Momma schaute schnell zu Fish, aus Erfahrung machte sie sich auf einen Sturm gefasst. Doch abgesehen von einem Regenguss, der ein Stück hinter der Schwesternstation an die Fenster prasselte, riss Fish sich zusammen. Vielleicht hatte der betäubende Schock von Mommas Worten Fishs Schimmer gedämpft oder auch Samsons Hand in seiner – vielleicht lag es auch an Fishs brandneuer Lasierkraft; jedenfalls war nicht der leiseste Windhauch zu spüren, als wir vor Poppas Zimmer standen.  

Dann schaute Momma Rocket an.  

»Alles okay«, versicherte er ihr. »Diesmal kann ich mit rein. Bitte, Momma, ja? Wenn ich draußen bleiben muss, wird es bestimmt schlimmer.«  

Momma schaute zweifelnd von dem Mann auf der Leiter zu ein paar Glasscherben, die beim letzten Fegen des harten Fliesenbodens vergessen worden waren. Doch dann gab sie Rockets flehendem Blick nach; ich wusste, dass sie jetzt endlich die ganze Familie vereint haben wollte.  

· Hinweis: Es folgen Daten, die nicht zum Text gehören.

//! Error types for the critical data store.

use std::io;

use snafu::Snafu;

/// Result type alias for CDS operations.
pub type Result<T> = std::result::Result<T, Error>;

/// Errors that can occur during CDS operations.
#[derive(Debug, Snafu)]
#[snafu(visibility(pub(crate)))]
pub enum Error {
    /// I/O error from the underlying backend.
    #[snafu(display("I/O error: {source}"))]
    Io {
        /// The underlying I/O error.
        source: io::Error,
    },

    /// Access beyond the end of the backing image.
    #[snafu(display("Access of {len} bytes at {offset} exceeds capacity {capacity}"))]
    OutOfBounds {
        /// Start of the access.
        offset: u64,
        /// Length of the access.
        len: usize,
        /// Size of the backing image.
        capacity: u64,
    },

    /// The image header is malformed or fails its checksum.
    #[snafu(display("Corrupted CDS image: {reason}"))]
    Corrupted {
        /// Description of what was corrupted.
        reason: String,
    },

    /// The image was written by something other than this store.
    #[snafu(display("Invalid CDS magic number"))]
    InvalidMagic,

    /// Block name empty or longer than the directory field.
    #[snafu(display("Invalid block name: {name:?}"))]
    InvalidName {
        /// The rejected name.
        name: String,
    },

    /// Zero-sized block requested.
    #[snafu(display("Invalid block size for {name}: {size}"))]
    InvalidSize {
        /// Block name.
        name: String,
        /// Requested size.
        size: usize,
    },

    /// Every directory slot is in use.
    #[snafu(display("CDS directory full ({max_blocks} blocks)"))]
    DirectoryFull {
        /// Directory capacity.
        max_blocks: usize,
    },

    /// No contiguous data region is large enough.
    #[snafu(display("Out of CDS space: {size} bytes requested"))]
    OutOfSpace {
        /// Requested size.
        size: usize,
    },

    /// The handle does not name a live block.
    #[snafu(display("Invalid CDS handle {handle}"))]
    InvalidHandle {
        /// The raw handle value.
        handle: u32,
    },

    /// The caller's buffer does not match the block size.
    #[snafu(display("Size mismatch for block {name}: block is {expected} bytes, buffer is {actual}"))]
    SizeMismatch {
        /// Block name.
        name: String,
        /// Registered size.
        expected: usize,
        /// Caller's buffer size.
        actual: usize,
    },

    /// Block contents fail their checksum.
    #[snafu(display("Block {name} checksum mismatch"))]
    BlockChecksumMismatch {
        /// Block name.
        name: String,
    },

    /// No block of that name exists.
    #[snafu(display("Block {name} not found"))]
    NotFound {
        /// Block name.
        name: String,
    },

    /// The block exists but is not of the requested kind.
    #[snafu(display("Block {name} is not a {expected}"))]
    WrongType {
        /// Block name.
        name: String,
        /// The kind the caller asked for.
        expected: &'static str,
    },
}

impl From<io::Error> for Error {
    fn from(source: io::Error) -> Self {
        Error::Io { source }
    }
}

#[cfg(test)]
mod tests {
    use super::*;

    #[test]
    fn test_error_display_io() {
        let err = Error::from(io::Error::new(io::ErrorKind::NotFound, "missing"));
        assert!(format!("{err}").starts_with("I/O error:"));
    }

    #[test]
    fn test_error_display_out_of_bounds() {
        let err = Error::OutOfBounds { offset: 100, len: 8, capacity: 104 };
        assert_eq!(format!("{err}"), "Access of 8 bytes at 100 exceeds capacity 104");
    }

    #[test]
    fn test_error_display_wrong_type() {
        let err = Error::WrongType { name: "APP.Data".to_string(), expected: "table" };
        assert_eq!(format!("{err}"), "Block APP.Data is not a table");
    }

    #[test]
    fn test_error_display_checksum() {
        let err = Error::BlockChecksumMismatch { name: "CDS_Registry".to_string() };
        assert_eq!(format!("{err}"), "Block CDS_Registry checksum mismatch");
    }
}
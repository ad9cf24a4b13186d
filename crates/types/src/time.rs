//! Mission time and the clock abstraction.

use chrono::{DateTime, Utc};
use serde::{Deserialize, Serialize};

/// Seconds and 2^-32 subseconds since the mission epoch.
#[derive(Debug, Clone, Copy, PartialEq, Eq, PartialOrd, Ord, Hash, Default, Serialize, Deserialize)]
pub struct MissionTime {
    /// Whole seconds.
    pub seconds: u32,
    /// Fraction of a second in units of 2^-32 s.
    pub subseconds: u32,
}

impl MissionTime {
    /// Creates a time value.
    pub const fn new(seconds: u32, subseconds: u32) -> Self {
        Self { seconds, subseconds }
    }

    /// True for the "never" value.
    pub const fn is_zero(&self) -> bool {
        self.seconds == 0 && self.subseconds == 0
    }

    /// Converts a UTC timestamp (Unix epoch) to mission time.
    pub fn from_datetime(at: DateTime<Utc>) -> Self {
        let seconds = at.timestamp().clamp(0, i64::from(u32::MAX)) as u32;
        let subseconds = ((u64::from(at.timestamp_subsec_nanos()) << 32) / 1_000_000_000) as u32;
        Self { seconds, subseconds }
    }
}

/// Source of the current mission time.
pub trait TimeSource: Send + Sync {
    /// Returns the current time.
    fn now(&self) -> MissionTime;
}

/// Wall-clock time source.
#[derive(Debug, Default, Clone, Copy)]
pub struct SystemTimeSource;

impl TimeSource for SystemTimeSource {
    fn now(&self) -> MissionTime {
        MissionTime::from_datetime(Utc::now())
    }
}
impl ErrorCode {
    /// Returns the raw 32-bit code.
    #[must_use]
    pub const fn as_u32(self) -> u32 {
        self as u32
    }

    /// Returns the code as the signed status value reported in telemetry.
    #[must_use]
    pub const fn as_i32(self) -> i32 {
        self as u32 as i32
    }

    /// Returns the category from the code's range.
    #[must_use]
    pub const fn category(self) -> ErrorCategory {
        match (self as u32 >> 8) & 0xFF {
            0x00 => ErrorCategory::Input,
            0x01 => ErrorCategory::Resource,
            0x02 => ErrorCategory::State,
            0x03 => ErrorCategory::File,
            0x04 => ErrorCategory::Cds,
            0x05 => ErrorCategory::Duplicate,
            0x06 => ErrorCategory::Validation,
            _ => ErrorCategory::Internal,
        }
    }

    /// Whether retrying the same call later can succeed without caller changes.
    #[must_use]
    pub const fn is_retryable(self) -> bool {
        matches!(
            self,
            Self::NoBufferAvail
                | Self::TooManyValidations
                | Self::TooManyDumps
                | Self::WriterBusy
                | Self::LoadInProgress
                | Self::TableLocked
                | Self::DumpAlreadyPending
        )
    }

    /// Every code, in numeric order.
    pub const ALL: [ErrorCode; 45] = [
        Self::BadArgument,
        Self::InvalidName,
        Self::InvalidSize,
        Self::InvalidOptions,
        Self::InvalidHandle,
        Self::FilenameTooLong,
        Self::IllegalSrcType,
        Self::RegistryFull,
        Self::HandlesFull,
        Self::NoBufferAvail,
        Self::TooManyValidations,
        Self::TooManyDumps,
        Self::WriterBusy,
        Self::LoadInProgress,
        Self::DumpOnly,
        Self::NeverLoaded,
        Self::Unregistered,
        Self::NoAccess,
        Self::TableLocked,
        Self::NotValidated,
        Self::NoInactiveBuffer,
        Self::DumpAlreadyPending,
        Self::NoLoadInProgress,
        Self::FileTooLarge,
        Self::LoadIncomplete,
        Self::NoStdHeader,
        Self::NoTblHeader,
        Self::BadContentId,
        Self::BadSubtypeId,
        Self::BadSpacecraftId,
        Self::BadProcessorId,
        Self::FileForWrongTable,
        Self::PartialLoad,
        Self::ZeroLengthLoad,
        Self::Access,
        Self::ExternalResourceFail,
        Self::CdsAccess,
        Self::CdsInUse,
        Self::CdsNotFound,
        Self::CdsWrongType,
        Self::DuplicateNotOwned,
        Self::DuplicateDiffSize,
        Self::ValidationFailed,
        Self::ValidationBadReturn,
        Self::Internal,
    ];

    /// Converts a raw code back to an `ErrorCode`.
    #[must_use]
    pub fn from_u32(code: u32) -> Option<Self> {
        Self::ALL.iter().copied().find(|c| c.as_u32() == code)
    }
}

impl fmt::Display for ErrorCode {
    fn fmt(&self, f: &mut fmt::Formatter<'_>) -> fmt::Result {
        write!(f, "0x{:08X}", self.as_u32())
    }
}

Schließlich schaute sie zu mir. »Gibt es irgendetwas, das ich wissen muss, Mibs, bevor wir reingehen?«  

Ich schüttelte den Kopf. »Nichts«, flüsterte ich. »Es gibt nichts.« Wie sehr hatte ich auf diesen Moment gehofft, hatte gehofft, dass ich die Kraft finden könnte, Poppa aufzuwecken, damit er mit uns nach Kansaska-Nebransas kommen konnte. Doch auf meinen Schimmer hatte ich ebenso wenig Einfluss wie auf meine Augenfarbe oder die Größe meiner Füße. Genau wie alle anderen konnte ich jetzt nichts, rein gar nichts für Poppa tun.  

Mit einem letzten Blick zu ihrer außergewöhnlichen Familie machte Momma die Tür zu Poppas Zimmer ganz auf, und wir gingen leise einer nach dem anderen hinein und sahen Poppa, der da lag und überhaupt nicht so aussah wie Dornröschen.